== Goal of the exercise ==
From the first line through the one containing "pub type AnalysisResult<T>", restate the listing word for word, and give no other lines.

── Supplied entries ──

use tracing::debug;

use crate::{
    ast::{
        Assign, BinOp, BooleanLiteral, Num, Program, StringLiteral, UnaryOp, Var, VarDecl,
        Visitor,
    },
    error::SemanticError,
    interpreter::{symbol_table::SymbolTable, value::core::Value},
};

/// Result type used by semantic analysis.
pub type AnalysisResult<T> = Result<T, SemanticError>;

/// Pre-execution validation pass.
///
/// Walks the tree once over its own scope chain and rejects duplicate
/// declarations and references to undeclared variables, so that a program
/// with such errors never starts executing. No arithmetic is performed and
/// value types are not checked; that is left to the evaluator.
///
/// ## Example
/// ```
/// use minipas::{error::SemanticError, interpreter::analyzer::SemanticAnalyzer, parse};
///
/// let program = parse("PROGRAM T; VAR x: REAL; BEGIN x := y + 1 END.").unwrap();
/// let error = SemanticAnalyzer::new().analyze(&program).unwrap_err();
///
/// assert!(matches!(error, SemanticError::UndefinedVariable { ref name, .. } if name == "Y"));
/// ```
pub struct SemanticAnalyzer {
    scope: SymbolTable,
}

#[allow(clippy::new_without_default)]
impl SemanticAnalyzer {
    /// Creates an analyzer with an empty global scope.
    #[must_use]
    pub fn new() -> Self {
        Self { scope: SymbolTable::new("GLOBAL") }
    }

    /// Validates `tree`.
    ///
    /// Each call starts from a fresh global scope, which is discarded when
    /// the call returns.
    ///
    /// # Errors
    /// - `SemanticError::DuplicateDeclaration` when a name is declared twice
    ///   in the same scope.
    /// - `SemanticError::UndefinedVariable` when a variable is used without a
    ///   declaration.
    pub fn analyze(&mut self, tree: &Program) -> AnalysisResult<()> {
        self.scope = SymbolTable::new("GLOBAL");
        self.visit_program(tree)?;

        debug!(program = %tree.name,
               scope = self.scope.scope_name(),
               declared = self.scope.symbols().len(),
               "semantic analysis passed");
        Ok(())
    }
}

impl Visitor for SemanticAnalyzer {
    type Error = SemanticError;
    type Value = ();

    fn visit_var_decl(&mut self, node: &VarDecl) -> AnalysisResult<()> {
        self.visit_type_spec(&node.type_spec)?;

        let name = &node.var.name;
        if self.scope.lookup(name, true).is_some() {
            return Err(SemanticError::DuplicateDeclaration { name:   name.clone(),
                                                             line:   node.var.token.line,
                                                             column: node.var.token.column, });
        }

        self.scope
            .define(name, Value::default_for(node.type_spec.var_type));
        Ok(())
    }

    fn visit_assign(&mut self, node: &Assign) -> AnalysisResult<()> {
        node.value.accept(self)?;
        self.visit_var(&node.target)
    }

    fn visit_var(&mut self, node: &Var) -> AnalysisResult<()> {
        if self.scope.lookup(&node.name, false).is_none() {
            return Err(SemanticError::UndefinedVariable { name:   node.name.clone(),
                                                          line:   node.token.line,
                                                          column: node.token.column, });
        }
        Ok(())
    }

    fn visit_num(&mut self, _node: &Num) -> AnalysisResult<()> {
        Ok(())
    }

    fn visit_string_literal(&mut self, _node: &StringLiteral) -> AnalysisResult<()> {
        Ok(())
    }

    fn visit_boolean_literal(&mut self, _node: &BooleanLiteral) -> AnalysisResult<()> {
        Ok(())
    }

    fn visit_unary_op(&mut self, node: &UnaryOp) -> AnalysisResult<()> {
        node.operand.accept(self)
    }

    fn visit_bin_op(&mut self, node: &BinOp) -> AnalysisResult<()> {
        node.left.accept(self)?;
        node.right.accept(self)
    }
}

───

== Result of the exercise ==
use tracing::debug;

use crate::{
    ast::{
        Assign, BinOp, BooleanLiteral, Num, Program, StringLiteral, UnaryOp, Var, VarDecl,
        Visitor,
    },
    error::SemanticError,
    interpreter::{symbol_table::SymbolTable, value::core::Value},
};

/// Result type used by semantic analysis.
pub type AnalysisResult<T> = Result<T, SemanticError>;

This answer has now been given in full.